_YOUR GOAL_: Go through the listing below, count the lines that contain "Coord", and state the number alone.
(Beginning of INFORMATION GIVEN)
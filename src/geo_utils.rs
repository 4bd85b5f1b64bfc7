//! # Geographic Utilities
//!
//! Distance and bounding-box helpers for danger path geometry.
//!
//! ## Overview
//!
//! | Function | Description |
//! |----------|-------------|
//! | [`haversine_distance`] | Great-circle distance between two points |
//! | [`polyline_length`] | Total length of a path in meters |
//! | [`compute_bounds`] | Bounding box of a path |
//! | [`expand_bounds`] | Grow a bounding box by a distance in meters |
//! | [`tolerance_to_degrees`] | Conservative degree buffer for a distance in meters |
//!
//! ## Algorithm Notes
//!
//! ### Haversine Formula
//!
//! Distances use the haversine formula on a sphere of radius 6,371,000 m.
//! `geo`'s own `Haversine` uses the IUGG mean radius (6,371,008.8 m), which
//! shifts results by a few millimetres per kilometre; overlap decisions at
//! the tolerance boundary depend on the exact radius, so the formula is
//! spelled out here.
//!
//! Reference: [Haversine formula (Wikipedia)](https://en.wikipedia.org/wiki/Haversine_formula)

use geo::{BoundingRect, Coord, LineString};

use crate::{Bounds, GeoPoint};

/// Sphere radius used for all distances, in meters.
pub const EARTH_RADIUS_METERS: f64 = 6_371_000.0;

// =============================================================================
// Distance Functions
// =============================================================================

/// Calculate the great-circle distance between two points using the Haversine formula.
///
/// Returns the distance in meters. Pure and symmetric; `haversine_distance(p, p)` is 0.
///
/// # Example
///
/// ```rust
/// use danger_paths::{GeoPoint, geo_utils};
///
/// let a = GeoPoint::new(35.854, 128.486);
/// let b = GeoPoint::new(35.863, 128.486);
///
/// let distance = geo_utils::haversine_distance(&a, &b);
/// assert!((distance - 1000.75).abs() < 1.0); // 0.009 degrees of latitude
/// ```
#[inline]
pub fn haversine_distance(p1: &GeoPoint, p2: &GeoPoint) -> f64 {
    let lat1 = p1.latitude.to_radians();
    let lat2 = p2.latitude.to_radians();
    let d_lat = (p2.latitude - p1.latitude).to_radians();
    let d_lng = (p2.longitude - p1.longitude).to_radians();

    let a = (d_lat / 2.0).sin().powi(2) + lat1.cos() * lat2.cos() * (d_lng / 2.0).sin().powi(2);
    let c = 2.0 * a.sqrt().atan2((1.0 - a).sqrt());
    EARTH_RADIUS_METERS * c
}

/// Calculate the total length of a path in meters.
///
/// Empty or single-point paths return 0.0.
pub fn polyline_length(points: &[GeoPoint]) -> f64 {
    if points.len() < 2 {
        return 0.0;
    }

    points
        .windows(2)
        .map(|w| haversine_distance(&w[0], &w[1]))
        .sum()
}

/// Convert a distance in meters to a degree buffer that is safe at `max_abs_lat`.
///
/// Two points whose latitudes or longitudes differ by more than the returned
/// value are guaranteed to be more than `meters` apart (for paths that do not
/// cross the antimeridian). The buffer errs large: one degree of latitude is
/// taken as 111,195 m, longitude degrees shrink with `cos(lat)`, and the result
/// is doubled to cover the chord/arc gap for wide longitude spans. Within a
/// degree of the poles the whole globe is returned.
#[inline]
pub fn tolerance_to_degrees(meters: f64, max_abs_lat: f64) -> f64 {
    let meters_per_degree = EARTH_RADIUS_METERS.to_radians();
    let cos_lat = max_abs_lat.min(90.0).to_radians().cos();
    if cos_lat < 0.01 {
        return 360.0;
    }
    2.0 * meters / (meters_per_degree * cos_lat)
}

// =============================================================================
// Bounding Box Functions
// =============================================================================

/// Convert a path to a `geo` line string (x = longitude, y = latitude).
pub fn to_line_string(points: &[GeoPoint]) -> LineString<f64> {
    points
        .iter()
        .map(|p| Coord { x: p.longitude, y: p.latitude })
        .collect()
}

/// Compute the bounding box of a path.
///
/// Returns `None` for empty input.
///
/// # Example
///
/// ```rust
/// use danger_paths::{GeoPoint, geo_utils};
///
/// let path = vec![
///     GeoPoint::new(35.850, 128.480),
///     GeoPoint::new(35.860, 128.490),
/// ];
///
/// let bounds = geo_utils::compute_bounds(&path).unwrap();
/// assert_eq!(bounds.min_lat, 35.850);
/// assert_eq!(bounds.max_lng, 128.490);
/// ```
pub fn compute_bounds(points: &[GeoPoint]) -> Option<Bounds> {
    let rect = to_line_string(points).bounding_rect()?;
    Some(Bounds {
        min_lat: rect.min().y,
        max_lat: rect.max().y,
        min_lng: rect.min().x,
        max_lng: rect.max().x,
    })
}

/// Expand a bounding box by a distance in meters.
pub fn expand_bounds(bounds: &Bounds, meters: f64) -> Bounds {
    let buffer = tolerance_to_degrees(meters, bounds.max_abs_lat());
    Bounds {
        min_lat: bounds.min_lat - buffer,
        max_lat: bounds.max_lat + buffer,
        min_lng: bounds.min_lng - buffer,
        max_lng: bounds.max_lng + buffer,
    }
}

// =============================================================================
// Unit Tests
// =============================================================================

#[cfg(test)]
mod tests {
    use super::*;

    fn approx_eq(a: f64, b: f64, epsilon: f64) -> bool {
        (a - b).abs() < epsilon
    }

    #[test]
    fn test_haversine_distance_same_point() {
        let p = GeoPoint::new(35.854, 128.486);
        assert_eq!(haversine_distance(&p, &p), 0.0);
    }

    #[test]
    fn test_haversine_distance_symmetric() {
        let a = GeoPoint::new(35.854, 128.486);
        let b = GeoPoint::new(35.871, 128.601);
        assert_eq!(haversine_distance(&a, &b), haversine_distance(&b, &a));
    }

    #[test]
    fn test_haversine_one_kilometre_of_latitude() {
        // 0.009 degrees on a 6,371 km sphere is ~1000.75 m
        let a = GeoPoint::new(35.854, 128.486);
        let b = GeoPoint::new(35.863, 128.486);
        assert!(approx_eq(haversine_distance(&a, &b), 1000.75, 1.0));
    }

    #[test]
    fn test_polyline_length_short_inputs() {
        assert_eq!(polyline_length(&[]), 0.0);
        assert_eq!(polyline_length(&[GeoPoint::new(35.854, 128.486)]), 0.0);
    }

    #[test]
    fn test_polyline_length_sums_segments() {
        let path = vec![
            GeoPoint::new(35.854, 128.486),
            GeoPoint::new(35.863, 128.486),
            GeoPoint::new(35.872, 128.486),
        ];
        assert!(approx_eq(polyline_length(&path), 2001.5, 2.0));
    }

    #[test]
    fn test_compute_bounds_empty() {
        assert!(compute_bounds(&[]).is_none());
    }

    #[test]
    fn test_tolerance_buffer_is_conservative() {
        // 30 m east at 35.85N must fit inside the buffer
        let lat = 35.85;
        let buffer = tolerance_to_degrees(30.0, lat);
        let a = GeoPoint::new(lat, 128.486);
        let b = GeoPoint::new(lat, 128.486 + buffer);
        assert!(haversine_distance(&a, &b) > 30.0);
    }

    #[test]
    fn test_expand_bounds_covers_tolerance() {
        let b = Bounds { min_lat: 35.850, max_lat: 35.851, min_lng: 128.480, max_lng: 128.481 };
        let grown = expand_bounds(&b, 30.0);
        let corner = GeoPoint::new(b.max_lat, b.max_lng);

        // A point just outside the grown box is more than 30 m away
        let east = GeoPoint::new(b.max_lat, grown.max_lng);
        let north = GeoPoint::new(grown.max_lat, b.max_lng);
        assert!(haversine_distance(&corner, &east) > 30.0);
        assert!(haversine_distance(&corner, &north) > 30.0);
        assert!(grown.min_lng < b.min_lng && grown.min_lat < b.min_lat);
    }
}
(End of INFORMATION GIVEN)
_EXPECTED ANSWER_: 2